Rosenthal emphasizes that the survivors feel neglected.
“After the collapse, of course it was all about search and rescue. But when it became clear they wouldn’t find anybody we asked, ‘What about us?’” Rosenthal said. “Mayor [Daniella] Levine Cava came and apologized. Now we feel invisible again. The focus seems to be on the heirs, many of whom own homes, instead of the living, who have no homes.
“Everybody is concerned about the people who died and the heirs.

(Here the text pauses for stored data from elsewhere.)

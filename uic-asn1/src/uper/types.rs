//! Constraint types and octet-level helpers shared by the UPER encoder and decoder

use uic_core::{UicError, UicResult};

/// Largest length a UPER length determinant can carry without fragmentation
pub const MAX_UNFRAGMENTED_LENGTH: usize = 16383;

/// Size constraint of a string, octet string, bit string or SEQUENCE OF
///
/// `min == max` is a fixed size and is encoded without any length field.
#[derive(Debug, Clone, Copy, PartialEq, Eq)]
pub struct SizeConstraint {
    pub min: usize,
    pub max: usize,
}

impl SizeConstraint {
    pub const fn new(min: usize, max: usize) -> Self {
        Self { min, max }
    }

    pub const fn fixed(size: usize) -> Self {
        Self {
            min: size,
            max: size,
        }
    }

    pub fn is_fixed(&self) -> bool {
        self.min == self.max
    }

    /// Whether the length is carried as a constrained whole number
    ///
    /// X.691 falls back to an unconstrained length determinant once the
    /// upper bound reaches 64K.
    pub fn uses_constrained_length(&self) -> bool {
        self.max < 65536
    }

    pub fn check(&self, length: usize) -> UicResult<()> {
        if length < self.min || length > self.max {
            return Err(UicError::ValueOutOfRange {
                value: length as i64,
                min: self.min as i64,
                max: self.max as i64,
            });
        }
        Ok(())
    }
}

/// Number of bits needed for a constrained whole number in `[min, max]`
///
/// Zero when the range holds a single value.
pub fn bits_for_range(min: i64, max: i64) -> usize {
    let range = (i128::from(max) - i128::from(min)) as u128;
    if range == 0 {
        0
    } else {
        (128 - range.leading_zeros()) as usize
    }
}

/// Minimal big-endian two's complement representation of `value`
///
/// Zero encodes as a single `0x00` octet. A leading `0x00`/`0xFF` is only kept
/// when the sign bit of the next octet would otherwise be misread.
pub fn signed_bytes(value: i64) -> Vec<u8> {
    let bytes = value.to_be_bytes();
    let mut start = 0;
    while start < 7 {
        let redundant = (bytes[start] == 0x00 && bytes[start + 1] & 0x80 == 0)
            || (bytes[start] == 0xFF && bytes[start + 1] & 0x80 != 0);
        if !redundant {
            break;
        }
        start += 1;
    }
    bytes[start..].to_vec()
}

/// Minimal big-endian unsigned representation of `value`, at least one octet
pub fn unsigned_bytes(value: u64) -> Vec<u8> {
    let bytes = value.to_be_bytes();
    let start = bytes.iter().position(|&b| b != 0).unwrap_or(7);
    bytes[start..].to_vec()
}

/// Interpret big-endian two's complement octets as an `i64`
pub fn signed_from_bytes(bytes: &[u8]) -> UicResult<i64> {
    if bytes.is_empty() {
        return Err(UicError::Structural("Empty integer encoding".to_string()));
    }
    if bytes.len() > 8 {
        return Err(UicError::Unsupported(format!(
            "Integer too large: {} bytes (max 8)",
            bytes.len()
        )));
    }

    let mut value = 0i64;
    for &byte in bytes {
        value = (value << 8) | i64::from(byte);
    }

    if bytes[0] & 0x80 != 0 && bytes.len() < 8 {
        let shift = 64 - bytes.len() * 8;
        value = (value << shift) >> shift;
    }
    Ok(value)
}

/// Interpret big-endian octets as a `u64`
pub fn unsigned_from_bytes(bytes: &[u8]) -> UicResult<u64> {
    if bytes.is_empty() {
        return Err(UicError::Structural("Empty integer encoding".to_string()));
    }
    if bytes.len() > 8 {
        return Err(UicError::Unsupported(format!(
            "Integer too large: {} bytes (max 8)",
            bytes.len()
        )));
    }
    Ok(bytes.iter().fold(0u64, |acc, &b| (acc << 8) | u64::from(b)))
}

fn push_base128(out: &mut Vec<u8>, mut component: u64) {
    let mut groups = vec![(component & 0x7F) as u8];
    component >>= 7;
    while component > 0 {
        groups.push((component & 0x7F) as u8 | 0x80);
        component >>= 7;
    }
    out.extend(groups.iter().rev());
}

/// BER content octets of a dotted OBJECT IDENTIFIER
///
/// The first two arcs are combined as `40 * X + Y`, every arc is written in
/// base 128 with the continuation bit set on all but its last octet.
pub fn oid_to_bytes(oid: &str) -> UicResult<Vec<u8>> {
    let arcs = oid
        .split('.')
        .map(|part| {
            part.parse::<u64>()
                .map_err(|_| UicError::InvalidString(format!("Invalid OID arc '{}' in {}", part, oid)))
        })
        .collect::<UicResult<Vec<u64>>>()?;

    if arcs.len() < 2 {
        return Err(UicError::InvalidString(format!(
            "Object identifier must have at least 2 arcs: {}",
            oid
        )));
    }
    if arcs[0] > 2 || (arcs[0] < 2 && arcs[1] >= 40) {
        return Err(UicError::InvalidString(format!(
            "Invalid leading arcs in object identifier: {}",
            oid
        )));
    }

    let first = (arcs[0] * 40)
        .checked_add(arcs[1])
        .ok_or_else(|| UicError::InvalidString("OID arc too large".to_string()))?;

    let mut bytes = Vec::new();
    push_base128(&mut bytes, first);
    for &arc in &arcs[2..] {
        push_base128(&mut bytes, arc);
    }
    Ok(bytes)
}

/// Dotted notation of BER OBJECT IDENTIFIER content octets
pub fn oid_from_bytes(bytes: &[u8]) -> UicResult<String> {
    if bytes.is_empty() {
        return Err(UicError::Structural("Empty object identifier encoding".to_string()));
    }

    let mut arcs = Vec::new();
    let mut component = 0u64;
    let mut in_component = false;
    for &byte in bytes {
        if component > (u64::MAX >> 7) {
            return Err(UicError::Structural("OID component overflow".to_string()));
        }
        component = (component << 7) | u64::from(byte & 0x7F);
        in_component = byte & 0x80 != 0;
        if !in_component {
            arcs.push(component);
            component = 0;
        }
    }
    if in_component {
        return Err(UicError::Structural(
            "Truncated object identifier component".to_string(),
        ));
    }

    let first = arcs[0];
    let (x, y) = match first {
        0..=39 => (0, first),
        40..=79 => (1, first - 40),
        _ => (2, first - 80),
    };

    let mut parts = vec![x.to_string(), y.to_string()];
    parts.extend(arcs[1..].iter().map(|arc| arc.to_string()));
    Ok(parts.join("."))
}

#[cfg(test)]
mod tests {
    use super::*;

    #[test]
    fn test_bits_for_range() {
        assert_eq!(bits_for_range(5, 5), 0);
        assert_eq!(bits_for_range(0, 1), 1);
        assert_eq!(bits_for_range(2016, 2269), 8);
        assert_eq!(bits_for_range(1, 366), 9);
        assert_eq!(bits_for_range(0, 99999), 17);
        assert_eq!(bits_for_range(i64::MIN, i64::MAX), 64);
    }

    #[test]
    fn test_signed_bytes_minimal() {
        assert_eq!(signed_bytes(0), vec![0x00]);
        assert_eq!(signed_bytes(127), vec![0x7F]);
        assert_eq!(signed_bytes(128), vec![0x00, 0x80]);
        assert_eq!(signed_bytes(-1), vec![0xFF]);
        assert_eq!(signed_bytes(-128), vec![0x80]);
        assert_eq!(signed_bytes(-129), vec![0xFF, 0x7F]);
        assert_eq!(signed_bytes(i64::MIN).len(), 8);
    }

    #[test]
    fn test_signed_from_bytes() {
        assert_eq!(signed_from_bytes(&[0xFF, 0x7F]).unwrap(), -129);
        assert_eq!(signed_from_bytes(&[0x00, 0x80]).unwrap(), 128);
        assert_eq!(signed_from_bytes(&i64::MIN.to_be_bytes()).unwrap(), i64::MIN);
        assert!(signed_from_bytes(&[]).is_err());
        assert!(signed_from_bytes(&[0; 9]).is_err());
    }

    #[test]
    fn test_unsigned_bytes() {
        assert_eq!(unsigned_bytes(0), vec![0x00]);
        assert_eq!(unsigned_bytes(255), vec![0xFF]);
        assert_eq!(unsigned_bytes(256), vec![0x01, 0x00]);
        assert_eq!(unsigned_from_bytes(&[0x01, 0x00]).unwrap(), 256);
    }

    #[test]
    fn test_oid_conversion() {
        let bytes = oid_to_bytes("1.2.840.10045.4.3.2").unwrap();
        assert_eq!(bytes, vec![0x2A, 0x86, 0x48, 0xCE, 0x3D, 0x04, 0x03, 0x02]);
        assert_eq!(oid_from_bytes(&bytes).unwrap(), "1.2.840.10045.4.3.2");

        let large = oid_to_bytes("2.999.3").unwrap();
        assert_eq!(large, vec![0x88, 0x37, 0x03]);
        assert_eq!(oid_from_bytes(&large).unwrap(), "2.999.3");
    }

    #[test]
    fn test_oid_rejects_malformed() {
        assert!(oid_to_bytes("1").is_err());
        assert!(oid_to_bytes("1.x.3").is_err());
        assert!(oid_to_bytes("1.40").is_err());
        assert!(oid_from_bytes(&[0x2A, 0x86]).is_err());
    }
}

Well, the people who died, and I mean this with all due respect, they are dead. And the heirs for the most part are independent and self-sufficient. On the economic side, the people who have a second home in Jersey or Canada or Philadelphia, they have a place to go. The story now should be about the people who lost their only house and the people who were dependent upon the person who died. We have to start over.
“I don’t know what’s going to happen to us. I’m renting from a man from Argentina. If there’s a coup he may kick me out.”
Miami Herald staff writer Jay Weaver contributed to this report.